Mercedes adds a new car light color: Blue for self-driving
(CNN) — Most cars in America have, at most, three colors of lights on the outside. There’s white for headlights and reverse lights, red for brake lights and rear lights and, in some cars, amber for turn signals. Mercedes-Benz has just received approval to add a fourth color: turquoise blue lights that indicate when a Mercedes car is driving itself.
Only California and Nevada have approved the new light color. Those are the only states where Mercedes’ “conditionally autonomous” Drive Pilot technology is legal.
Mercedes Drive Pilot can be used in traffic jams on selected major highways when vehicles are traveling at less than 40 miles an hour. Under those conditions, the driver can take their feet off the pedals, let go of the steering wheel and — this is where is it differs from any other driver assistance system — completely take their eyes off the road.
All other driving assistance systems, including Tesla’s so-called Full Self Driving and General Motor’s Super Cruise, require the driver to pay attention to what’s happening around the vehicle. Mercedes’ Drive Pilot allows the driver to take their eyes off the road continuously until the system alerts the driver of a need to take over such as when traffic speeds up. In the meantime, drivers can surf the Internet or play games on the car’s big center screen. (Sensors in the car ensure the driver does not fall asleep, though.)
The light blue color was selected because it’s eye-catching and it won’t be confused with anything else. It’s not similar to the color of any other lights on a passenger car but it’s also clearly different from the darker blue used by police and other emergency vehicles.

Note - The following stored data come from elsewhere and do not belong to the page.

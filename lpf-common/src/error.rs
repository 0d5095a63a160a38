//! Common error types for LPF

use thiserror::Error;

/// Common result type for LPF operations
pub type Result<T> = std::result::Result<T, Error>;

/// Common error types across LPF services
#[derive(Error, Debug)]
pub enum Error {
    /// Configuration loading or validation error
    #[error("Configuration error: {0}")]
    Config(String),

    /// A required external provider is not configured (missing API key)
    #[error("Provider not configured: {0}")]
    NotConfigured(String),

    /// Invalid user input or request parameter
    #[error("Invalid input: {0}")]
    InvalidInput(String),

    /// Upstream provider failure (transport, non-2xx status, or decode)
    #[error("Provider error: {0}")]
    Provider(String),

    /// Local rendering failure
    #[error("Render error: {0}")]
    Render(String),

    /// I/O operation error (wraps std::io::Error)
    #[error("IO error: {0}")]
    Io(#[from] std::io::Error),

    /// Internal server error
    #[error("Internal error: {0}")]
    Internal(String),
}
//! Post text generation
//!
//! Builds a prompt from the request's pillar/type/format/topic, enriched
//! with a learning context of previously posted posts, then parses the
//! LLM's reply into content + hashtags and scores it.

use axum::extract::State;
use axum::Json;
use serde::{Deserialize, Serialize};
use tracing::warn;

use super::ApiError;
use crate::clients::supabase::SupabaseClient;
use crate::AppState;

/// How many posted posts feed the learning context
const LEARNING_POSTS: usize = 10;

/// Hashtag cap on the response
const MAX_HASHTAGS: usize = 5;

/// Request body for POST /posts/generate
#[derive(Debug, Deserialize)]
pub struct PostRequest {
    pub pillar: String,
    #[serde(default = "default_post_type")]
    pub post_type: String,
    pub format_type: String,
    #[serde(default)]
    pub topic: Option<String>,
    #[serde(default = "default_provider")]
    pub provider: String,
}

fn default_post_type() -> String {
    "standard".to_string()
}

fn default_provider() -> String {
    "gemini".to_string()
}

/// Response body for POST /posts/generate
#[derive(Debug, Serialize)]
pub struct PostResponse {
    pub content: String,
    pub voice_score: f64,
    pub hashtags: Vec<String>,
}

/// POST /posts/generate
///
/// Generate a LinkedIn post, learning from previously posted posts.
pub async fn generate_post(
    State(state): State<AppState>,
    Json(request): Json<PostRequest>,
) -> Result<Json<PostResponse>, ApiError> {
    if request.provider != "gemini" {
        return Err(ApiError::InvalidInput(format!(
            "Provider '{}' not supported. Currently only 'gemini' is configured.",
            request.provider
        )));
    }

    let gemini = state.gemini.as_ref().ok_or_else(|| {
        ApiError::NotConfigured(
            "Google API key not configured. Set LPF_GOOGLE_API_KEY or add google_api_key \
             to the TOML config."
                .to_string(),
        )
    })?;

    // Learning context is best-effort: a failed fetch only warns
    let learning_context = match &state.storage {
        Some(storage) => learning_context(storage).await,
        None => String::new(),
    };

    let prompt = build_prompt(&request, &learning_context);
    let content = gemini.generate_text(&prompt).await?;

    Ok(Json(parse_generated_post(&content)))
}

/// Build the learning-context block from recent posted posts
async fn learning_context(storage: &SupabaseClient) -> String {
    let posts = match storage.fetch_posted_posts(LEARNING_POSTS).await {
        Ok(posts) => posts,
        Err(e) => {
            warn!("Could not fetch posted posts for learning: {}", e);
            return String::new();
        }
    };
    if posts.is_empty() {
        return String::new();
    }

    let mut context = String::from(
        "\n\nLEARN FROM THESE SUCCESSFUL POSTS (analyze their tone, structure, and style):\n",
    );
    for (i, post) in posts.iter().enumerate() {
        context.push_str(&format!("\n--- Example {} ---\n{}\n", i + 1, post.text));
        if let Some(hashtags) = &post.hashtags {
            if !hashtags.is_empty() {
                context.push_str(&format!("Hashtags: {}\n", hashtags.join(" ")));
            }
        }
    }
    context.push_str("\nMatch the voice, tone, and approach of these successful posts.\n");
    context
}

/// Extra prompt instructions per post type
fn type_instructions(post_type: &str) -> &'static str {
    match post_type {
        "carousel" => {
            "\nSTRICT CAROUSEL FORMAT REQUIRED:\n\
             Structure the content clearly for a PDF Carousel.\n\
             - Slide 1: Hook/Title (Big impact)\n\
             - Slides 2-6: One key point per slide (Concise text + Visual idea descriptions)\n\
             - Last Slide: Summary & CTA\n\
             Format each slide clearly (e.g., \"SLIDE 1: ...\")\n"
        }
        "interactive" => {
            "\nINTERACTIVE DEMO CONTEXT:\n\
             This post promotes a new interactive tool/simulator.\n\
             - Focus on the problem the tool solves.\n\
             - Tease the capability (\"I built a tool that...\")\n\
             - Explicit Call-to-Action: \"Try the simulator at the link below\" or \
             \"Comment for access\"\n"
        }
        _ => "",
    }
}

/// Assemble the full generation prompt
fn build_prompt(request: &PostRequest, learning_context: &str) -> String {
    format!(
        "Generate a LinkedIn post with the following specifications:\n\n\
         Content Pillar: {}\n\
         Post Type: {}\n\
         Format: {}\n\
         Topic: {}\n\n\
         Requirements:\n\
         - Write in a professional yet engaging tone\n\
         - Keep it concise (under 1300 characters)\n\
         - Use line breaks for readability\n\
         - Include relevant hashtags (3-5)\n\
         - Make it authentic and valuable\n\
         {}\n{}\n\
         Return ONLY the post content followed by hashtags on a new line.",
        request.pillar,
        request.post_type,
        request.format_type,
        request.topic.as_deref().unwrap_or("none"),
        type_instructions(&request.post_type),
        learning_context,
    )
}

/// Split the LLM reply into post content and hashtags and score it
///
/// Lines starting with `#` contribute whitespace-separated tags; the
/// rest is the post body. The voice score is the original's length
/// heuristic: min(95, 70 + chars/20), one decimal.
pub(crate) fn parse_generated_post(content: &str) -> PostResponse {
    let mut body_lines = Vec::new();
    let mut hashtags = Vec::new();

    for line in content.trim().lines() {
        if line.trim().starts_with('#') {
            hashtags.extend(
                line.split_whitespace()
                    .filter(|tag| tag.starts_with('#'))
                    .map(str::to_string),
            );
        } else {
            body_lines.push(line);
        }
    }

    let final_content = body_lines.join("\n").trim().to_string();

    let voice_score = (95.0_f64).min(70.0 + final_content.chars().count() as f64 / 20.0);
    let voice_score = (voice_score * 10.0).round() / 10.0;

    hashtags.truncate(MAX_HASHTAGS);
    if hashtags.is_empty() {
        hashtags = vec!["#LinkedIn".to_string(), "#Professional".to_string()];
    }

    PostResponse {
        content: final_content,
        voice_score,
        hashtags,
    }
}

#[cfg(test)]
mod tests {
    use super::*;

    fn request(post_type: &str) -> PostRequest {
        PostRequest {
            pillar: "AI & Innovation".to_string(),
            post_type: post_type.to_string(),
            format_type: "story".to_string(),
            topic: Some("shipping fast".to_string()),
            provider: "gemini".to_string(),
        }
    }

    #[test]
    fn parses_content_and_hashtags() {
        let reply = "Shipped a new tool today.\nIt saves hours.\n\n#DevTools #Productivity";
        let parsed = parse_generated_post(reply);
        assert_eq!(parsed.content, "Shipped a new tool today.\nIt saves hours.");
        assert_eq!(parsed.hashtags, vec!["#DevTools", "#Productivity"]);
    }

    #[test]
    fn hashtags_are_capped_at_five() {
        let reply = "Body.\n#a #b #c #d #e #f #g";
        let parsed = parse_generated_post(reply);
        assert_eq!(parsed.hashtags.len(), 5);
    }

    #[test]
    fn missing_hashtags_get_defaults() {
        let parsed = parse_generated_post("Just a body with no tags.");
        assert_eq!(parsed.hashtags, vec!["#LinkedIn", "#Professional"]);
    }

    #[test]
    fn voice_score_grows_with_length_and_caps_at_95() {
        let short = parse_generated_post("Hi.");
        assert!(short.voice_score < 75.0);

        let long = parse_generated_post(&"word ".repeat(200));
        assert_eq!(long.voice_score, 95.0);
    }

    #[test]
    fn voice_score_has_one_decimal() {
        let parsed = parse_generated_post("abcdefg");
        assert_eq!(parsed.voice_score, (parsed.voice_score * 10.0).round() / 10.0);
    }

    #[test]
    fn carousel_type_adds_slide_instructions() {
        let prompt = build_prompt(&request("carousel"), "");
        assert!(prompt.contains("STRICT CAROUSEL FORMAT REQUIRED"));
        assert!(prompt.contains("Content Pillar: AI & Innovation"));
    }

    #[test]
    fn interactive_type_adds_demo_instructions() {
        let prompt = build_prompt(&request("interactive"), "");
        assert!(prompt.contains("INTERACTIVE DEMO CONTEXT"));
    }

    #[test]
    fn standard_type_adds_nothing_extra() {
        let prompt = build_prompt(&request("standard"), "");
        assert!(!prompt.contains("CAROUSEL"));
        assert!(!prompt.contains("INTERACTIVE DEMO"));
        assert!(prompt.contains("Topic: shipping fast"));
    }
}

The Society of Automotive Engineers recommends this specific blue shade to signify autonomous vehicle operation but Mercedes is the first automaker to receive approval for its use. The lights will appear at the back and front of the vehicle around the taillights and headlights.
The turquoise lights are needed, according to Mercedes, to alert passing drivers and police that the vehicle is under fully automated control. That way, when someone outside the vehicle sees the driver looking away from the road, they don’t think the driver is doing something wrong.
The Mercedes Drive Pilot system will be available on Mercedes S-class and EQS models in Nevada and California starting in early 2024. The technology won’t work on any highways outside of California and Nevada.